Only the Marshall Islands, Suriname, Norway, Maldova, Japan and Singapore (all before Chile) submitted updates on their 2030 plans for action – a source provided from World Resources Institute tracker. Japan being the dominating country, faced criticism for largely reiterating pledges from 2015. They currently emit nearly 3% of all global GHG emissions.
The climate summit which was due to be held in November in Glasgow has been subsequently moved due to the coronavirus. Scheduled to be held a year later, it doesn’t affect the Paris request for all countries to submit plans by 2020.
Flights and emissions
Chloé Farand wrote about how airlines are seeking relief from new carbon emission rules to start this decade after the current pandemic caused a major collapse in international flights like never seen before.
The IATA (The International Air Transport Association), which represents airlines all over the world, wants to change the baseline from which CO2 emissions from traffic growth will be judged in the coming years. Currently they are dampened, but will look to recover once again in the 2020s when traffic recovers from its current depressed levels.

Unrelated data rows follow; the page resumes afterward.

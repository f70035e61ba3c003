//! Application state shared across handlers, and the monitor wiring.

use std::path::PathBuf;
use std::sync::Arc;

use chrono::Utc;
use tokio::sync::{watch, Mutex};
use tokio::task::JoinHandle;
use tokio_util::sync::CancellationToken;
use tracing::{info, warn};
use umbra_core::{
    default_data_dir, ActionProbe, Actuator, Config, ConfigResult, DesktopNotifier, DeviceStore,
    MonitorController, MonitorHandle, MonitorParts, ScanFeed, ScanSink, Scanner, Timestamp,
    SIGHTING_QUEUE_CAPACITY,
};

/// Handle passed to every handler.
pub type SharedState = Arc<AppState>;

/// Shared application state.
#[derive(Debug)]
pub struct AppState {
    /// Command handle of the monitor task.
    pub monitor: MonitorHandle,
    config: watch::Sender<Config>,
    config_path: PathBuf,
    config_write: Mutex<()>,
    started_at: Timestamp,
}

impl AppState {
    /// Creates the state around a running monitor.
    #[must_use]
    pub fn new(monitor: MonitorHandle, config: watch::Sender<Config>, config_path: PathBuf) -> Self {
        Self {
            monitor,
            config,
            config_path,
            config_write: Mutex::new(()),
            started_at: Utc::now(),
        }
    }

    /// Current configuration.
    #[must_use]
    pub fn config(&self) -> Config {
        self.config.borrow().clone()
    }

    /// When the server started.
    #[must_use]
    pub const fn started_at(&self) -> Timestamp {
        self.started_at
    }

    /// Applies `change` to a copy of the configuration, validates and saves
    /// it, then publishes it to the monitor. Nothing changes on error.
    ///
    /// # Errors
    ///
    /// Returns a validation error or a write error.
    pub async fn update_config<F>(&self, change: F) -> ConfigResult<Config>
    where
        F: FnOnce(&mut Config),
    {
        let _guard = self.config_write.lock().await;
        let mut config = self.config();
        change(&mut config);
        config.validate()?;
        config.save(&self.config_path)?;
        self.config.send_replace(config.clone());
        info!(path = %self.config_path.display(), "configuration updated");
        Ok(config)
    }
}

/// The monitor task and what it needs to keep running.
#[derive(Debug)]
pub struct Monitor {
    /// Command handle.
    pub handle: MonitorHandle,
    /// The task itself.
    pub task: JoinHandle<()>,
}

/// Builds the platform scanner, actuator and probe and spawns the monitor.
///
/// # Errors
///
/// Returns an error if the stored device list cannot be read.
pub async fn start_monitor(
    config: watch::Receiver<Config>,
    shutdown: CancellationToken,
) -> anyhow::Result<Monitor> {
    let (sink, feed) = ScanSink::channel(SIGHTING_QUEUE_CAPACITY);
    let scanner = build_scanner(sink).await;
    let (actuator, probe) = build_actuator();

    let store = DeviceStore::new(default_data_dir());
    info!(path = %store.devices_path().display(), "using device store");

    spawn_monitor(
        MonitorParts {
            scanner,
            actuator,
            notifier: Some(Arc::new(DesktopNotifier)),
            probe,
            store,
        },
        config,
        feed,
        shutdown,
    )
}

/// Spawns a monitor from already-built parts.
///
/// # Errors
///
/// Returns an error if the stored device list cannot be read.
pub fn spawn_monitor(
    parts: MonitorParts,
    config: watch::Receiver<Config>,
    feed: ScanFeed,
    shutdown: CancellationToken,
) -> anyhow::Result<Monitor> {
    let controller = MonitorController::new(parts, config)?;
    let (handle, task) = controller.spawn(feed, shutdown);
    Ok(Monitor { handle, task })
}

#[cfg(all(feature = "bluetooth", not(feature = "mock-bluetooth")))]
async fn build_scanner(sink: ScanSink) -> Box<dyn Scanner> {
    match umbra_core::BluezScanner::new(sink.clone()).await {
        Ok(scanner) => Box::new(scanner),
        Err(e) => {
            warn!(error = %e, "Bluetooth unavailable, monitoring is suspended");
            sink.radio(umbra_core::RadioState::Unsupported);
            Box::new(umbra_core::UnavailableScanner)
        }
    }
}

#[cfg(any(feature = "mock-bluetooth", not(feature = "bluetooth")))]
#[allow(clippy::unused_async)]
async fn build_scanner(sink: ScanSink) -> Box<dyn Scanner> {
    use umbra_core::{DeviceId, MockDevice, MockScanner};

    warn!("using mock Bluetooth scanner");
    let devices = [
        ("AA:BB:CC:DD:EE:01", "Demo iPhone", -55_i16),
        ("AA:BB:CC:DD:EE:02", "Demo Watch", -68_i16),
    ]
    .into_iter()
    .filter_map(|(id, name, rssi)| {
        DeviceId::parse(id).ok().map(|id| MockDevice {
            id,
            name: name.to_string(),
            rssi,
        })
    })
    .collect();
    Box::new(MockScanner::new(sink).with_devices(devices))
}

#[cfg(not(feature = "mock-bluetooth"))]
fn build_actuator() -> (Arc<dyn Actuator>, Arc<dyn ActionProbe>) {
    (
        Arc::new(umbra_core::SessionLocker),
        Arc::new(umbra_core::SessionLockProbe),
    )
}

#[cfg(feature = "mock-bluetooth")]
fn build_actuator() -> (Arc<dyn Actuator>, Arc<dyn ActionProbe>) {
    warn!("mock mode: the session will not actually be locked");
    (
        Arc::new(umbra_core::DryRunActuator),
        Arc::new(umbra_core::NeverInEffect),
    )
}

The move, it said, would “avoid an inappropiate economic burden on the sector”.
As the majority of the worlds flights are currently grounded, it has given scientist an extremely rare chance to study clear skies and found out how contrails create high altitude clouds that stoke global warming.
One of the least understood areas of climate science is the formation of clouds caused by air travel.
Clearer skies don’t happen very often in humanity, in fact, the last time it was as clear as this (at least over the United States) was after the 9/11 attacks in 2001. The contrails from planes could be contributing just as much to climate change as do the carbon dioxide they emit from the fuel they burn.
People forced to stay home because of the current pandemic has resolved in citizen science in record numbers. Such as counting penguins to mapping out solar panels.
Zooniverse, Megan Darby’s interesting book on these various lock down projects. It sets volunteers to work on subject matters ranging from literature to space exploration, recorded five million “classifications”, or images processed, last week – four times its original number.